## SUPPLIED MATERIAL
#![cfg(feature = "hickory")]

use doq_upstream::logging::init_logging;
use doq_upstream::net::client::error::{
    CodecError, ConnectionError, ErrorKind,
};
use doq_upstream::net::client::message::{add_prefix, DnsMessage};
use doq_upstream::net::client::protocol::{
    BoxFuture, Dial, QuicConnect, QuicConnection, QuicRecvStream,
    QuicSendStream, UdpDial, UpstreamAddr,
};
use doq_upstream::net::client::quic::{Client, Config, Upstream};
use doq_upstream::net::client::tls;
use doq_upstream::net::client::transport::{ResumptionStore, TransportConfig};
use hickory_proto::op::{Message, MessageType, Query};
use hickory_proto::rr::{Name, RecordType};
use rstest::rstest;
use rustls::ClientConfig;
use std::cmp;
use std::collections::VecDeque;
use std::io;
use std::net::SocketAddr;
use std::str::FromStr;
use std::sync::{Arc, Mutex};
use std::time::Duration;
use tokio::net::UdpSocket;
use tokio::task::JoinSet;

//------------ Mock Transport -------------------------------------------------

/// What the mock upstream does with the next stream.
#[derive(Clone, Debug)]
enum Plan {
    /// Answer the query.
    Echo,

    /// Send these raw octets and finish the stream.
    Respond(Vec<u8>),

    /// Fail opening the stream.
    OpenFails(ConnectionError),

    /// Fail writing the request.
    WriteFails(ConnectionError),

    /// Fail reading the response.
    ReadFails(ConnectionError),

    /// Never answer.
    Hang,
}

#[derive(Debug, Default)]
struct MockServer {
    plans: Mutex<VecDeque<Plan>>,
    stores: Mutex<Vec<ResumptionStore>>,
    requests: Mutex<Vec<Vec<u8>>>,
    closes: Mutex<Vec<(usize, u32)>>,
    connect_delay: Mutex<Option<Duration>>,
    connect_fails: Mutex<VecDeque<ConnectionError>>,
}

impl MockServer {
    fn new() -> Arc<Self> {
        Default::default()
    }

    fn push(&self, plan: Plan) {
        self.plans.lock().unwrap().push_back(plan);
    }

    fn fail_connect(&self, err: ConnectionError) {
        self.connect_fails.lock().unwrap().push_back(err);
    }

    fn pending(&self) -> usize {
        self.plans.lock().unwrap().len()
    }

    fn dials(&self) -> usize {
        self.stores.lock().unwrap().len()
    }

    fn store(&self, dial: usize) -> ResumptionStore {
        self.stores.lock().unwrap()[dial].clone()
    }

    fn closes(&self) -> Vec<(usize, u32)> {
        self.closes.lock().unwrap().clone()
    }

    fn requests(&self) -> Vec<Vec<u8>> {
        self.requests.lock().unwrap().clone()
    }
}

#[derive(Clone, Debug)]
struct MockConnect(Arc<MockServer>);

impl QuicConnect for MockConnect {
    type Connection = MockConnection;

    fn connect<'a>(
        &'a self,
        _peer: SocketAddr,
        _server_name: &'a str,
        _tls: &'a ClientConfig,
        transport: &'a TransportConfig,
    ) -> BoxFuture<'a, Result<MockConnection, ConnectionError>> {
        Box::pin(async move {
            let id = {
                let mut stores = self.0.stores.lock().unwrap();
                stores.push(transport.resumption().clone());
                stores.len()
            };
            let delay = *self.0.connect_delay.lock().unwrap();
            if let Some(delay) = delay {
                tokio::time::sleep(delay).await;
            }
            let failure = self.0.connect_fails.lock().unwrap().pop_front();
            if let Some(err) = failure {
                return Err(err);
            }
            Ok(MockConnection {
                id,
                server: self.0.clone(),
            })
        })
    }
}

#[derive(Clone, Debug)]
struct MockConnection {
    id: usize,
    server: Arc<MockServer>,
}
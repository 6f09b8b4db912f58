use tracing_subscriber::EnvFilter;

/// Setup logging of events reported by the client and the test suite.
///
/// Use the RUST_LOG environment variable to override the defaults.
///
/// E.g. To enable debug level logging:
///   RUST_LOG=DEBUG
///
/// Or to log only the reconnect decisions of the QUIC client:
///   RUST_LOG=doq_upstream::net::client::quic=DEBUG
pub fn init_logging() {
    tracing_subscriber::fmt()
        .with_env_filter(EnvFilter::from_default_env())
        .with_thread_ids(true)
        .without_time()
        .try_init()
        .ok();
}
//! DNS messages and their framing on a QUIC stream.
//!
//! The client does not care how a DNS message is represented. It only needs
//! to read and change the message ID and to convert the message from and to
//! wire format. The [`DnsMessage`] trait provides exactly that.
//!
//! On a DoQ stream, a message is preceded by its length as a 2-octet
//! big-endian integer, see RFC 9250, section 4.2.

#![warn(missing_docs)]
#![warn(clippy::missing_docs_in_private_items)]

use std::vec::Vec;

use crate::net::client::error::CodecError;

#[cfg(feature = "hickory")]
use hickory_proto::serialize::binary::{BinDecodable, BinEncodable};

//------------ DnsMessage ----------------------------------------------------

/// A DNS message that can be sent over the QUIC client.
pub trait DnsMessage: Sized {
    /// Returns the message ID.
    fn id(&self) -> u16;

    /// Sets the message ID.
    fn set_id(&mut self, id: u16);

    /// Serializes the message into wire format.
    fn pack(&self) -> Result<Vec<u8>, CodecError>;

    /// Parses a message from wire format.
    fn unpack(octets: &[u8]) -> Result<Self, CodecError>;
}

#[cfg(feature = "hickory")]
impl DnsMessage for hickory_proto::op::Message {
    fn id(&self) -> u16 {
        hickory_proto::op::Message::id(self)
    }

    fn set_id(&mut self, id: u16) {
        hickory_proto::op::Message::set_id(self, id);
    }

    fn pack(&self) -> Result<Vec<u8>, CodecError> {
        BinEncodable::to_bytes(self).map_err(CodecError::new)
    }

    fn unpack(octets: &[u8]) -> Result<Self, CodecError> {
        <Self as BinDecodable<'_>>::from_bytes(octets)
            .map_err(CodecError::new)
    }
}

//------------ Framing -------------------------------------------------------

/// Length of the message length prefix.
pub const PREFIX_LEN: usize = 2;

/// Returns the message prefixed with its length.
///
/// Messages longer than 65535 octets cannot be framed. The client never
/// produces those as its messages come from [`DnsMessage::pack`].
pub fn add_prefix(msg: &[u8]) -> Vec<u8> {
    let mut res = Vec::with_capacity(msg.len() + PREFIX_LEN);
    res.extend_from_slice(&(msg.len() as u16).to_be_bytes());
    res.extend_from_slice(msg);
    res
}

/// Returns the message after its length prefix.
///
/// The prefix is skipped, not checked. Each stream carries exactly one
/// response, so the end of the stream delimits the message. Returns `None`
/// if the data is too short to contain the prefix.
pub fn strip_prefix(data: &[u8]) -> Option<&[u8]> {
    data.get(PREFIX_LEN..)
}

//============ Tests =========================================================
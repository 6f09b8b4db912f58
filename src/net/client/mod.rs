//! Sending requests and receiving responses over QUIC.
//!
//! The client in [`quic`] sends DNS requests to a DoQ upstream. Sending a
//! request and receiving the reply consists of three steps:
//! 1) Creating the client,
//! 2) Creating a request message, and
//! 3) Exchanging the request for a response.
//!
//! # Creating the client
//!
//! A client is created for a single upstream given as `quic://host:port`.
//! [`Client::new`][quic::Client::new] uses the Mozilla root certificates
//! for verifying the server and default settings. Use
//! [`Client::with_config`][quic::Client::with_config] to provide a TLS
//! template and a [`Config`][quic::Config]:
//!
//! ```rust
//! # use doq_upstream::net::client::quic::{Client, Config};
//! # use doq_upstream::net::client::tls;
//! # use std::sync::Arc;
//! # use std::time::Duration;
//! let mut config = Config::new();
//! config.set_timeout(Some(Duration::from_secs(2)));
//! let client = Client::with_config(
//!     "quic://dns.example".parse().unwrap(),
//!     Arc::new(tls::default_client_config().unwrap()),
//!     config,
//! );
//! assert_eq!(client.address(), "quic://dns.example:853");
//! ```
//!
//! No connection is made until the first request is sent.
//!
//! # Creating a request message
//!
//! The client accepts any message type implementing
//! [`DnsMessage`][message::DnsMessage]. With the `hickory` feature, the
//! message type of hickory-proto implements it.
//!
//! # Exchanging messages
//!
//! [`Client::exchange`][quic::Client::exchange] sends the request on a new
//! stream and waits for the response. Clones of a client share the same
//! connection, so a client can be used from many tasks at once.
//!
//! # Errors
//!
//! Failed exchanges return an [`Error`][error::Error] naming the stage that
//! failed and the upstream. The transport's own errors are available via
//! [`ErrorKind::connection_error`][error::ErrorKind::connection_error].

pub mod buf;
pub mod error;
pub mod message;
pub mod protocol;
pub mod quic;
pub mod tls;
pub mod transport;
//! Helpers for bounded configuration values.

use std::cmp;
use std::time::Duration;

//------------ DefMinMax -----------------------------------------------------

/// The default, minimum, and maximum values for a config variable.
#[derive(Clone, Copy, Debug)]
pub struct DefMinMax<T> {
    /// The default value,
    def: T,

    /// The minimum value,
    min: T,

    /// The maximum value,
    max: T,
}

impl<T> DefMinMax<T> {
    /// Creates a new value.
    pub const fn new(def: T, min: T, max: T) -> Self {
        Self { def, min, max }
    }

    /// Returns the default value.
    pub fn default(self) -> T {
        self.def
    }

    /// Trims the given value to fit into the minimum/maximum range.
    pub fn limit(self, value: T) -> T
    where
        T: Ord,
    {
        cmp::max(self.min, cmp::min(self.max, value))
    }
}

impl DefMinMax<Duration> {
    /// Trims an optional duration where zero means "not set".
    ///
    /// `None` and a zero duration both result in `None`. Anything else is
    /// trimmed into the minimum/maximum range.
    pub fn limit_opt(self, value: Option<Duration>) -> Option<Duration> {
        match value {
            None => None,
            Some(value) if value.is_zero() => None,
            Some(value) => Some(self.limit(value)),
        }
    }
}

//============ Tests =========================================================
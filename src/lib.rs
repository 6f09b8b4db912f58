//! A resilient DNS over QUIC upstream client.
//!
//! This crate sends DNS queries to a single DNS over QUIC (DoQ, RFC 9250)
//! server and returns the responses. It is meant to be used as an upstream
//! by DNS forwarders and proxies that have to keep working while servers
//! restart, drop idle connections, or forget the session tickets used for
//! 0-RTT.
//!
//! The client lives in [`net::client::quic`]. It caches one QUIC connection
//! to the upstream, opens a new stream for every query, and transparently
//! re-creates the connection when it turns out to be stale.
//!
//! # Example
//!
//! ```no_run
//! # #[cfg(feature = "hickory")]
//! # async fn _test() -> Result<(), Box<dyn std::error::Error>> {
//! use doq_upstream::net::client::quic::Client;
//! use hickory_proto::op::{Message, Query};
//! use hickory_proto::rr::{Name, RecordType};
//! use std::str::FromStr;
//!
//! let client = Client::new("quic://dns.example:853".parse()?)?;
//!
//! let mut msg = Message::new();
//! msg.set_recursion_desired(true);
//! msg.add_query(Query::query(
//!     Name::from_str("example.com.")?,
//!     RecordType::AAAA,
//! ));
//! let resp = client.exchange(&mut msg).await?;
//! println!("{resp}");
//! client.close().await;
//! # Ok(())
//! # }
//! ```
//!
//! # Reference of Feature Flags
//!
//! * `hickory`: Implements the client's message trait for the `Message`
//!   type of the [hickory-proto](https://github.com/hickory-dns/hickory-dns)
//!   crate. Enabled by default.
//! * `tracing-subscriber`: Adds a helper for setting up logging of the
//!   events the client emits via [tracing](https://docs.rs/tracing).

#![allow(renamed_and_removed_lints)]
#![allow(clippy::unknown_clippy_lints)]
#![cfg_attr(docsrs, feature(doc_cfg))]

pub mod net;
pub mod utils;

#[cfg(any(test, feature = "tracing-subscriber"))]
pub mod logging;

## WHAT THE TASK REQUIRES
Every line of the listing that includes the word "maximum" forms the answer.

## EXERCISE ANSWER
/// The default, minimum, and maximum values for a config variable.
    /// The maximum value,
    /// Trims the given value to fit into the minimum/maximum range.
    /// trimmed into the minimum/maximum range.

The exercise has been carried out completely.